Several prior reports describe emergency establishment of cardiopulmonary bypass before induction of general anesthesia in a variety of threatening circumstances [3–5]. Acute Type A dissection with cardiac tamponade is associated with an increased risk of mortality . Surgical or interventional subxiphoidal drainage is risky in an acute Type A dissection, as this may lead to exsanguination of the patient due to free rupture of the aorta. Also, due to clot formation, sufficient decompression of the heart may not be achieved. An interesting technique to deal with this situation was described by Hayashi et al. . They percutaneously inserted a pigtail catheter in the pericardium and controlled the drainage volume by intermittent withdrawal to keep the systolic blood pressure around 90 mm Hg . The risk of hemodynamic deterioration during induction of anesthesia was very high in this patient as she already required vasopressor support and, under this support, had a systolic blood pressure between 60 and 70 mm Hg. Emergency sternotomy in the case of acute hemodynamic deterioration during induction of anesthesia and cannulation of the aorta would have been extremely risky due to the aortic dissection. In a case report published in 1989, Norman et al.  described two patients with aortic dissection and cardiac tamponade. In one patient they induced anesthesia and performed sternotomy as usual. This patient died due to aortic rupture and exsanguination after opening of the pericardium. In the other patient the first surgical procedure performed after induction of anesthesia was femoral cannulation and establishing of extracorporeal circulation to prevent a sudden increase of cardiac output and blood pressure during opening of the pericardium . This patient survived surgery and was discharged from the hospital.
We chose to cannulate the femoral vessels under local anesthesia and initiate extracorporeal circulation while the patient was awake to minimize the risk of complications associated with induction of anesthesia. Additionally, as the dissection was limited to the ascending aorta, we did not have to fear the potential risks of femoral cannulation in patients with an acute Type A dissection .

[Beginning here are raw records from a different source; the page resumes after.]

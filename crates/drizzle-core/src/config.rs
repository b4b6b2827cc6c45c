//! Configuration
//!
//! `StreamConfig` is built once at startup and passed by reference into every
//! component. `ConfigFile` is the optional on-disk layer it is merged from.

use std::collections::BTreeMap;
use std::path::{Path, PathBuf};
use std::time::Duration;

use serde::Deserialize;
use tracing::{debug, warn};

use crate::accumulator::ChunkPolicy;

/// Directory name under the platform config dir
const APP_DIR: &str = "drizzle";
const CONFIG_FILE: &str = "config.toml";
const DEFAULT_THEME_FILE: &str = "themes/default.json";

pub const DEFAULT_CHUNK_SIZE: usize = 150;
pub const DEFAULT_SPEED: Duration = Duration::from_millis(1);
pub const DEFAULT_FLUSH_INTERVAL: Duration = Duration::from_millis(250);
pub const DEFAULT_GRACE: Duration = Duration::from_secs(2);
pub const DEFAULT_WIDTH: usize = 80;

/// Immutable settings for one streaming run
#[derive(Debug, Clone, PartialEq)]
pub struct StreamConfig {
    /// Byte ceiling before a flush is attempted
    pub chunk_size: usize,
    /// Pause after each rendered chunk (the live streaming effect)
    pub speed: Duration,
    /// Oldest pending byte may wait this long before a safe flush is forced
    pub flush_interval: Duration,
    /// How long the buffer may sit over `chunk_size` inside an open construct
    pub grace: Duration,
    /// Rewrite ASCII/Unicode boxed titles into headings
    pub strip_boxes: bool,
    /// Prepend the Markdown instruction to LLM queries
    pub inject: bool,
    /// Terminal columns, used for rules
    pub width: usize,
    /// Command that answers queries
    pub llm_cmd: Option<String>,
}

impl Default for StreamConfig {
    fn default() -> Self {
        Self {
            chunk_size: DEFAULT_CHUNK_SIZE,
            speed: DEFAULT_SPEED,
            flush_interval: DEFAULT_FLUSH_INTERVAL,
            grace: DEFAULT_GRACE,
            strip_boxes: false,
            inject: true,
            width: DEFAULT_WIDTH,
            llm_cmd: None,
        }
    }
}

impl StreamConfig {
    pub fn policy(&self) -> ChunkPolicy {
        ChunkPolicy {
            max_bytes: self.chunk_size.max(1),
            flush_interval: self.flush_interval,
            grace: self.grace,
        }
    }
}

/// Convert a fractional seconds value from flags or the config file
///
/// Negative, NaN, and overflowing values are rejected so a bad setting falls
/// back to the next layer instead of panicking in `Duration`.
pub fn seconds(value: f64) -> Option<Duration> {
    match Duration::try_from_secs_f64(value) {
        Ok(duration) => Some(duration),
        Err(e) => {
            warn!(value, error = %e, "Ignoring invalid duration");
            None
        }
    }
}

/// `[llm]` table of the config file
#[derive(Debug, Clone, Default, Deserialize, PartialEq)]
pub struct LlmSection {
    /// Command used when no `--llm-cmd` is given
    #[serde(default)]
    pub command: Option<String>,
    /// Short names for frequently used commands
    #[serde(default)]
    pub aliases: BTreeMap<String, String>,
}

/// On-disk configuration (`<config_dir>/drizzle/config.toml`)
#[derive(Debug, Clone, Default, Deserialize, PartialEq)]
pub struct ConfigFile {
    #[serde(default)]
    pub speed: Option<f64>,
    #[serde(default)]
    pub chunk_size: Option<usize>,
    #[serde(default)]
    pub flush_interval: Option<f64>,
    #[serde(default)]
    pub grace: Option<f64>,
    #[serde(default)]
    pub strip_boxes: Option<bool>,
    #[serde(default)]
    pub inject: Option<bool>,
    /// Built-in preset name
    #[serde(default)]
    pub theme: Option<String>,
    /// Theme file, relative to the config directory unless absolute
    #[serde(default)]
    pub theme_file: Option<String>,
    #[serde(default)]
    pub llm: LlmSection,
}

impl ConfigFile {
    /// `<config_dir>/drizzle`
    pub fn config_dir() -> Option<PathBuf> {
        dirs::config_dir().map(|dir| dir.join(APP_DIR))
    }

    /// Load from the default location. Absent, unreadable, or malformed files yield `None`.
    pub fn load() -> Option<Self> {
        let dir = Self::config_dir()?;
        Self::load_from(&dir.join(CONFIG_FILE))
    }

    /// Load from an explicit path, warning (not failing) on bad content
    pub fn load_from(path: &Path) -> Option<Self> {
        if !path.exists() {
            debug!("No config file at {}", path.display());
            return None;
        }
        let content = match std::fs::read_to_string(path) {
            Ok(content) => content,
            Err(e) => {
                warn!("Failed to read config file {}: {}", path.display(), e);
                return None;
            }
        };
        match Self::parse(&content) {
            Ok(config) => {
                debug!("Loaded config file {}", path.display());
                Some(config)
            }
            Err(e) => {
                warn!("Failed to parse config file {}: {}", path.display(), e);
                None
            }
        }
    }

    pub fn parse(content: &str) -> Result<Self, toml::de::Error> {
        toml::from_str(content)
    }

    /// Resolve the LLM command: alias lookup, then the literal request, then the default
    pub fn resolve_llm_cmd(&self, requested: Option<&str>) -> Option<String> {
        match requested {
            Some(name) => Some(
                self.llm
                    .aliases
                    .get(name)
                    .cloned()
                    .unwrap_or_else(|| name.to_string()),
            ),
            None => self.llm.command.clone(),
        }
    }

    /// Theme file named by the config, resolved against `config_dir`
    pub fn theme_file_path(&self, config_dir: &Path) -> Option<PathBuf> {
        self.theme_file.as_ref().map(|file| {
            let path = PathBuf::from(file);
            if path.is_absolute() {
                path
            } else {
                config_dir.join(path)
            }
        })
    }
}

/// `<config_dir>/themes/default.json` when it exists
pub fn default_theme_file(config_dir: &Path) -> Option<PathBuf> {
    let path = config_dir.join(DEFAULT_THEME_FILE);
    path.exists().then_some(path)
}

#[cfg(test)]
mod tests {
    use super::*;

    #[test]
    fn test_parse_full_config() {
        let config = ConfigFile::parse(
            r#"
speed = 0.05
chunk_size = 400
strip_boxes = true
theme = "light"
theme_file = "themes/ocean.json"

[llm]
command = "llm -m gpt-4o"

[llm.aliases]
claude = "claude -p"
"#,
        )
        .unwrap();

        assert_eq!(config.speed, Some(0.05));
        assert_eq!(config.chunk_size, Some(400));
        assert_eq!(config.strip_boxes, Some(true));
        assert_eq!(config.theme.as_deref(), Some("light"));
        assert_eq!(config.llm.aliases.get("claude").unwrap(), "claude -p");
    }

    #[test]
    fn test_empty_config_is_valid() {
        let config = ConfigFile::parse("").unwrap();
        assert_eq!(config, ConfigFile::default());
    }

    #[test]
    fn test_resolve_llm_cmd() {
        let config = ConfigFile::parse(
            r#"
[llm]
command = "default-ai"
aliases = { fast = "fast-ai --quick" }
"#,
        )
        .unwrap();

        assert_eq!(
            config.resolve_llm_cmd(Some("fast")).as_deref(),
            Some("fast-ai --quick")
        );
        assert_eq!(
            config.resolve_llm_cmd(Some("other-ai")).as_deref(),
            Some("other-ai")
        );
        assert_eq!(config.resolve_llm_cmd(None).as_deref(), Some("default-ai"));
    }

    #[test]
    fn test_theme_file_relative_to_config_dir() {
        let config = ConfigFile {
            theme_file: Some("themes/mine.json".to_string()),
            ..Default::default()
        };
        let path = config.theme_file_path(Path::new("/home/u/.config/drizzle"));
        assert_eq!(
            path,
            Some(PathBuf::from("/home/u/.config/drizzle/themes/mine.json"))
        );
    }

    #[test]
    fn test_malformed_file_is_ignored() {
        let dir = tempfile::tempdir().unwrap();
        let path = dir.path().join("config.toml");
        std::fs::write(&path, "speed = [not valid").unwrap();
        assert!(ConfigFile::load_from(&path).is_none());
    }

    #[test]
    fn test_seconds_rejects_negative() {
        assert_eq!(seconds(0.5), Some(Duration::from_millis(500)));
        assert_eq!(seconds(-1.0), None);
        assert_eq!(seconds(f64::NAN), None);
    }

    #[test]
    fn test_policy_never_has_zero_ceiling() {
        let config = StreamConfig {
            chunk_size: 0,
            ..Default::default()
        };
        assert_eq!(config.policy().max_bytes, 1);
    }
}
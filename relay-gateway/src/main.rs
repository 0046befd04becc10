// Relay Gateway - UDP bridge for the Beacon Relay core
// Copyright (c) 2025 David Martin Venti
//
// Dual-licensed under AGPL-3.0 and Commercial License.
// See LICENSE file for details.

//! # Relay Gateway
//!
//! Field gateway process: beacons and the upstream server talk UDP to one
//! socket, and the Beacon Relay core schedules the work in between.
//!
//! ## Usage
//!
//! ```bash
//! # Defaults: bind 0.0.0.0:1700, upstream 127.0.0.1:1701
//! relay-gateway
//!
//! # Custom configuration and upstream server
//! relay-gateway --config relay.json --peer 10.0.0.5:1701 --workers 8
//! ```

mod bridge;

use std::net::SocketAddr;
use std::path::PathBuf;
use std::time::{Duration, Instant};

use beacon_relay::RelayConfig;
use clap::Parser;
use tracing::{error, info, Level};
use tracing_subscriber::EnvFilter;

use bridge::Gateway;

/// Beacon Relay field gateway
#[derive(Parser, Debug)]
#[command(author, version, about, long_about = None)]
struct Args {
    /// JSON configuration file
    #[arg(short, long)]
    config: Option<PathBuf>,

    /// Override the number of worker threads
    #[arg(short, long)]
    workers: Option<usize>,

    /// Local address to bind
    #[arg(short, long, default_value = "0.0.0.0:1700")]
    bind: SocketAddr,

    /// Upstream server address
    #[arg(short, long, default_value = "127.0.0.1:1701")]
    peer: SocketAddr,

    /// Seconds between statistics reports (0 disables them)
    #[arg(long, default_value = "30")]
    stats_interval: u64,

    /// Log level (trace, debug, info, warn, error)
    #[arg(long, default_value = "info")]
    log_level: String,
}

fn main() {
    let args = Args::parse();

    // Initialize tracing
    let filter = EnvFilter::try_from_default_env().unwrap_or_else(|_| {
        let level = match args.log_level.to_lowercase().as_str() {
            "trace" => Level::TRACE,
            "debug" => Level::DEBUG,
            "info" => Level::INFO,
            "warn" => Level::WARN,
            "error" => Level::ERROR,
            _ => Level::INFO,
        };
        EnvFilter::from_default_env().add_directive(level.into())
    });

    tracing_subscriber::fmt().with_env_filter(filter).init();

    info!("Relay Gateway v{}", env!("CARGO_PKG_VERSION"));

    let config = match load_config(&args) {
        Ok(config) => config,
        Err(e) => {
            error!("Invalid configuration: {}", e);
            std::process::exit(2);
        }
    };

    let gateway = match Gateway::start(config, args.bind, args.peer) {
        Ok(gateway) => gateway,
        Err(e) => {
            error!("Failed to start gateway: {}", e);
            std::process::exit(1);
        }
    };

    let flag = gateway.shutdown_flag();
    if let Err(e) = ctrlc::set_handler(move || flag.request()) {
        error!("Failed to install signal handler: {}", e);
        gateway.shutdown();
        std::process::exit(1);
    }

    let interval = Duration::from_secs(args.stats_interval);
    let mut last_report = Instant::now();
    let flag = gateway.shutdown_flag();
    while flag.is_running() {
        std::thread::sleep(Duration::from_millis(100));
        if !interval.is_zero() && last_report.elapsed() >= interval {
            report(&gateway);
            last_report = Instant::now();
        }
    }

    info!("Shutdown requested");
    gateway.shutdown();
    info!("Gateway stopped");
}

fn load_config(args: &Args) -> Result<RelayConfig, beacon_relay::ConfigError> {
    let mut config = match &args.config {
        Some(path) => {
            info!("Loading configuration from {}", path.display());
            RelayConfig::load_from_file(path)?
        }
        None => RelayConfig::default(),
    };
    if let Some(workers) = args.workers {
        config.workers = workers;
    }
    config.validate()?;
    Ok(config)
}

fn report(gateway: &Gateway) {
    let stats = gateway.relay().stats();
    info!(
        arena_outstanding = stats.arena.outstanding,
        arena_capacity = stats.arena.capacity,
        dispatched = stats.dispatch.total_dispatches(),
        reverse = stats.dispatch.reverse_dispatches,
        jobs_executed = stats.jobs_executed,
        jobs_panicked = stats.jobs_panicked,
        inbound = stats.inbound_len,
        outbound = stats.outbound_len,
        "relay statistics"
    );
    for queue in &stats.queues {
        info!(
            queue = %queue.name,
            weight = queue.weight,
            len = queue.len,
            dispatched = queue.dispatched,
            refused = queue.refused,
            "queue statistics"
        );
    }
}
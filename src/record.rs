// Beacon Relay - Gateway work-dispatch core
// Copyright (c) 2025 David Martin Venti
//
// Dual-licensed under AGPL-3.0 and Commercial License.
// See LICENSE file for details.

//! Work records
//!
//! A [`WorkRecord`] is the unit moved through the priority buffer set: a
//! source or destination address plus a payload stored in an arena slot.
//! Whoever holds the record owns it; moving it into a queue or a job moves
//! the slot with it, and dropping it returns the slot to the arena.

use std::fmt;
use std::net::SocketAddr;

use crate::arena::{Arena, ArenaSlot};
use crate::error::{ArenaError, RecordError};

/// Where a record comes from or goes to
#[derive(Debug, Clone, Copy, PartialEq, Eq, Hash, Default)]
pub enum NodeAddress {
    /// Not yet assigned
    #[default]
    Unassigned,
    /// A beacon on the radio link, by its short link address
    Beacon(u16),
    /// A peer reached over IP
    Server(SocketAddr),
}

impl fmt::Display for NodeAddress {
    fn fmt(&self, f: &mut fmt::Formatter<'_>) -> fmt::Result {
        match self {
            NodeAddress::Unassigned => write!(f, "unassigned"),
            NodeAddress::Beacon(id) => write!(f, "beacon:{:04x}", id),
            NodeAddress::Server(addr) => write!(f, "server:{}", addr),
        }
    }
}

/// A payload in flight between collaborators
pub struct WorkRecord {
    address: NodeAddress,
    slot: ArenaSlot,
    len: usize,
}

impl WorkRecord {
    /// Lease a slot from `arena` and wrap it in an empty record
    pub fn acquire(arena: &Arena, address: NodeAddress) -> Result<Self, ArenaError> {
        Ok(Self::from_slot(arena.acquire()?, address))
    }

    /// Wrap an already leased slot
    pub fn from_slot(slot: ArenaSlot, address: NodeAddress) -> Self {
        Self {
            address,
            slot,
            len: 0,
        }
    }

    /// Source or destination of this record
    pub fn address(&self) -> NodeAddress {
        self.address
    }

    /// Change the source or destination
    pub fn set_address(&mut self, address: NodeAddress) {
        self.address = address;
    }

    /// Valid payload bytes
    pub fn payload(&self) -> &[u8] {
        &self.slot[..self.len]
    }

    /// Replace the payload with `bytes`
    pub fn set_payload(&mut self, bytes: &[u8]) -> Result<(), RecordError> {
        let max = self.slot.len();
        if bytes.len() > max {
            return Err(RecordError::Oversize {
                len: bytes.len(),
                max,
            });
        }
        self.slot[..bytes.len()].copy_from_slice(bytes);
        if bytes.len() < self.len {
            self.slot[bytes.len()..self.len].fill(0);
        }
        self.len = bytes.len();
        Ok(())
    }

    /// Whole slot for in-place decoding; commit the written length with [`Self::set_len`]
    pub fn buffer_mut(&mut self) -> &mut [u8] {
        &mut self.slot
    }

    /// Declare how many bytes of the slot are valid payload
    pub fn set_len(&mut self, len: usize) -> Result<(), RecordError> {
        let max = self.slot.len();
        if len > max {
            return Err(RecordError::Oversize { len, max });
        }
        self.len = len;
        Ok(())
    }

    /// Payload length in bytes
    pub fn len(&self) -> usize {
        self.len
    }

    /// True when the payload is empty
    pub fn is_empty(&self) -> bool {
        self.len == 0
    }

    /// Largest payload this record can hold
    pub fn capacity(&self) -> usize {
        self.slot.len()
    }

    /// Identifier of the arena backing this record
    pub fn arena_id(&self) -> u64 {
        self.slot.arena_id()
    }

    /// Give up the record and keep only its arena slot
    pub fn into_slot(self) -> ArenaSlot {
        self.slot
    }
}

impl fmt::Debug for WorkRecord {
    fn fmt(&self, f: &mut fmt::Formatter<'_>) -> fmt::Result {
        f.debug_struct("WorkRecord")
            .field("address", &self.address)
            .field("slot", &self.slot.index())
            .field("len", &self.len)
            .finish()
    }
}
// Relay Gateway - UDP bridge for the Beacon Relay core
// Copyright (c) 2025 David Martin Venti
//
// Dual-licensed under AGPL-3.0 and Commercial License.
// See LICENSE file for details.

//! UDP edge of the gateway
//!
//! Three threads move frames between the socket and the relay core:
//!
//! - **receiver**: socket -> inbound [`PacketChannel`]
//! - **pump**: inbound channel -> [`WorkRecord`] -> buffer queue
//! - **sender**: outbound [`PacketChannel`] -> socket
//!
//! Every datagram carries a two-byte big-endian beacon id followed by the
//! payload. Datagrams from the upstream peer are downlink traffic for the
//! named beacon; anything else comes from a beacon. A beacon frame with an
//! empty payload is a heartbeat and goes to the maintenance queue.

use std::collections::HashMap;
use std::io;
use std::net::{SocketAddr, UdpSocket};
use std::sync::Arc;
use std::thread::JoinHandle;
use std::time::Duration;

use beacon_relay::{
    BufferSet, NodeAddress, PacketChannel, Relay, RelayConfig, RelayError, ShutdownFlag,
    TransportRecord, WorkRecord,
};
use parking_lot::Mutex;
use thiserror::Error;

/// Queue for beacon-to-server traffic
pub const UPLINK: &str = "uplink";
/// Queue for server-to-beacon traffic
pub const DOWNLINK: &str = "downlink";
/// Queue for beacon heartbeats
pub const MAINTENANCE: &str = "maintenance";

const FRAME_HEADER: usize = 2;
const MAX_DATAGRAM: usize = 65_536;

/// Gateway error type
#[derive(Error, Debug)]
pub enum GatewayError {
    /// Relay core error
    #[error("Relay error: {0}")]
    Relay(#[from] RelayError),

    /// Socket setup failed
    #[error("Socket error on {addr}: {source}")]
    Socket {
        addr: SocketAddr,
        #[source]
        source: io::Error,
    },

    /// A bridge thread could not be spawned
    #[error("Failed to spawn {name} thread: {source}")]
    Spawn {
        name: &'static str,
        #[source]
        source: io::Error,
    },
}

/// Split a datagram into beacon id and payload
pub fn parse_frame(bytes: &[u8]) -> Option<(u16, &[u8])> {
    if bytes.len() < FRAME_HEADER {
        return None;
    }
    let id = u16::from_be_bytes([bytes[0], bytes[1]]);
    Some((id, &bytes[FRAME_HEADER..]))
}

/// Build a datagram for beacon `id`
pub fn encode_frame(id: u16, payload: &[u8]) -> Vec<u8> {
    let mut frame = Vec::with_capacity(FRAME_HEADER + payload.len());
    frame.extend_from_slice(&id.to_be_bytes());
    frame.extend_from_slice(payload);
    frame
}

/// Where handler output goes
struct Routes {
    peer: SocketAddr,
    beacons: Mutex<HashMap<u16, SocketAddr>>,
    outbound: Arc<PacketChannel>,
    shutdown: ShutdownFlag,
    poll: Duration,
}

impl Routes {
    fn send(&self, to: SocketAddr, frame: &[u8]) {
        if let Err(e) =
            self.outbound
                .enqueue_polling(to.ip(), to.port(), frame, self.poll, &self.shutdown)
        {
            log::warn!("dropping outbound frame to {}: {}", to, e);
        }
    }

    fn uplink(&self, record: WorkRecord) {
        if let NodeAddress::Beacon(id) = record.address() {
            self.send(self.peer, &encode_frame(id, record.payload()));
        }
    }

    fn downlink(&self, record: WorkRecord) {
        let NodeAddress::Beacon(id) = record.address() else {
            return;
        };
        let target = self.beacons.lock().get(&id).copied();
        match target {
            Some(addr) => self.send(addr, &encode_frame(id, record.payload())),
            None => log::warn!("no route to beacon {:04x}, dropping downlink frame", id),
        }
    }

    fn heartbeat(&self, record: WorkRecord) {
        if let NodeAddress::Beacon(id) = record.address() {
            log::debug!("heartbeat from beacon {:04x}", id);
            let target = self.beacons.lock().get(&id).copied();
            if let Some(addr) = target {
                self.send(addr, &encode_frame(id, &[]));
            }
        }
    }
}

/// A running UDP gateway
pub struct Gateway {
    relay: Arc<Relay>,
    local_addr: SocketAddr,
    threads: Vec<JoinHandle<()>>,
}

impl Gateway {
    /// Bind `bind`, start the relay core and the bridge threads
    pub fn start(
        config: RelayConfig,
        bind: SocketAddr,
        peer: SocketAddr,
    ) -> Result<Self, GatewayError> {
        let poll = config.channel.poll_interval();
        let builder = Relay::builder(config);

        let routes = Arc::new(Routes {
            peer,
            beacons: Mutex::new(HashMap::new()),
            outbound: builder.outbound(),
            shutdown: builder.shutdown_flag(),
            poll,
        });

        let relay = {
            let up = Arc::clone(&routes);
            let down = Arc::clone(&routes);
            let maint = Arc::clone(&routes);
            builder
                .handler(UPLINK, move |r: WorkRecord, _: &BufferSet| up.uplink(r))
                .handler(DOWNLINK, move |r: WorkRecord, _: &BufferSet| down.downlink(r))
                .handler(MAINTENANCE, move |r: WorkRecord, _: &BufferSet| maint.heartbeat(r))
                .start()?
        };
        let relay = Arc::new(relay);

        let socket = UdpSocket::bind(bind).map_err(|source| GatewayError::Socket {
            addr: bind,
            source,
        })?;
        let local_addr = socket
            .local_addr()
            .map_err(|source| GatewayError::Socket { addr: bind, source })?;
        socket
            .set_read_timeout(Some(poll.max(Duration::from_millis(1))))
            .map_err(|source| GatewayError::Socket { addr: bind, source })?;
        let send_socket = socket
            .try_clone()
            .map_err(|source| GatewayError::Socket { addr: bind, source })?;

        let mut gateway = Self {
            relay: Arc::clone(&relay),
            local_addr,
            threads: Vec::with_capacity(3),
        };

        let inbound = relay.inbound();
        let flag = relay.shutdown_flag();
        gateway.spawn("receiver", move || receive_loop(socket, inbound, flag, poll))?;

        let pump_relay = Arc::clone(&relay);
        let pump_routes = Arc::clone(&routes);
        gateway.spawn("pump", move || pump_loop(pump_relay, pump_routes, poll))?;

        let outbound = relay.outbound();
        let flag = relay.shutdown_flag();
        gateway.spawn("sender", move || send_loop(send_socket, outbound, flag, poll))?;

        log::info!("gateway listening on {}, upstream peer {}", local_addr, peer);
        Ok(gateway)
    }

    fn spawn<F>(&mut self, name: &'static str, body: F) -> Result<(), GatewayError>
    where
        F: FnOnce() + Send + 'static,
    {
        match std::thread::Builder::new()
            .name(format!("gateway-{}", name))
            .spawn(body)
        {
            Ok(handle) => {
                self.threads.push(handle);
                Ok(())
            }
            Err(source) => {
                self.stop();
                Err(GatewayError::Spawn { name, source })
            }
        }
    }

    /// Address the gateway socket is bound to
    pub fn local_addr(&self) -> SocketAddr {
        self.local_addr
    }

    /// The relay core
    pub fn relay(&self) -> &Relay {
        &self.relay
    }

    /// Flag that stops every gateway thread
    pub fn shutdown_flag(&self) -> ShutdownFlag {
        self.relay.shutdown_flag()
    }

    /// Stop the bridge threads, then the relay core
    pub fn shutdown(mut self) {
        self.stop();
    }

    fn stop(&mut self) {
        self.relay.shutdown_flag().request();
        for handle in self.threads.drain(..) {
            if handle.join().is_err() {
                log::error!("gateway thread terminated abnormally");
            }
        }
        self.relay.shutdown();

        let unsent = self.relay.outbound().len();
        if unsent > 0 {
            log::warn!("{} outbound frames not sent at shutdown", unsent);
        }
    }
}

impl Drop for Gateway {
    fn drop(&mut self) {
        if !self.threads.is_empty() {
            self.stop();
        }
    }
}

fn receive_loop(
    socket: UdpSocket,
    inbound: Arc<PacketChannel>,
    shutdown: ShutdownFlag,
    poll: Duration,
) {
    let mut buf = vec![0u8; MAX_DATAGRAM];
    while shutdown.is_running() {
        match socket.recv_from(&mut buf) {
            Ok((n, src)) => {
                if let Err(e) =
                    inbound.enqueue_polling(src.ip(), src.port(), &buf[..n], poll, &shutdown)
                {
                    log::warn!("dropping datagram from {}: {}", src, e);
                }
            }
            Err(e) if matches!(e.kind(), io::ErrorKind::WouldBlock | io::ErrorKind::TimedOut) => {}
            Err(e) => log::warn!("receive failed: {}", e),
        }
    }
}

fn pump_loop(relay: Arc<Relay>, routes: Arc<Routes>, poll: Duration) {
    let inbound = relay.inbound();
    let shutdown = relay.shutdown_flag();
    while let Some(frame) = inbound.dequeue_polling(poll, &shutdown) {
        route(&relay, &routes, frame);
    }
}

fn route(relay: &Relay, routes: &Routes, frame: TransportRecord) {
    let src = SocketAddr::new(frame.address, frame.port);
    let Some((id, payload)) = parse_frame(&frame.content) else {
        log::warn!("runt frame ({} bytes) from {}", frame.len(), src);
        return;
    };

    let queue = if src == routes.peer {
        DOWNLINK
    } else {
        routes.beacons.lock().insert(id, src);
        if payload.is_empty() {
            MAINTENANCE
        } else {
            UPLINK
        }
    };

    let mut record = match relay.acquire_record(NodeAddress::Beacon(id)) {
        Ok(record) => record,
        Err(e) => {
            log::warn!("dropping frame from {}: {}", src, e);
            return;
        }
    };
    if let Err(e) = record.set_payload(payload) {
        log::warn!("dropping frame from {}: {}", src, e);
        return;
    }
    if let Err(refused) = relay.enqueue_by_name(queue, record) {
        log::warn!("queue '{}' refused frame from {}: {}", queue, src, refused.reason);
    }
}

fn send_loop(
    socket: UdpSocket,
    outbound: Arc<PacketChannel>,
    shutdown: ShutdownFlag,
    poll: Duration,
) {
    while let Some(frame) = outbound.dequeue_polling(poll, &shutdown) {
        let to = SocketAddr::new(frame.address, frame.port);
        if let Err(e) = socket.send_to(&frame.content, to) {
            log::warn!("send to {} failed: {}", to, e);
        }
    }
}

In summary, our approach avoids the risk of hemodynamic deterioration during induction of anesthesia. Also, our approach avoids the sudden increase of cardiac output and blood pressure after opening of the pericardium, which can produce free rupture and exsanguination. Finally, our approach preserves circulation in patients presenting with cardiac tamponade resulting from an acute Type A aortic dissection.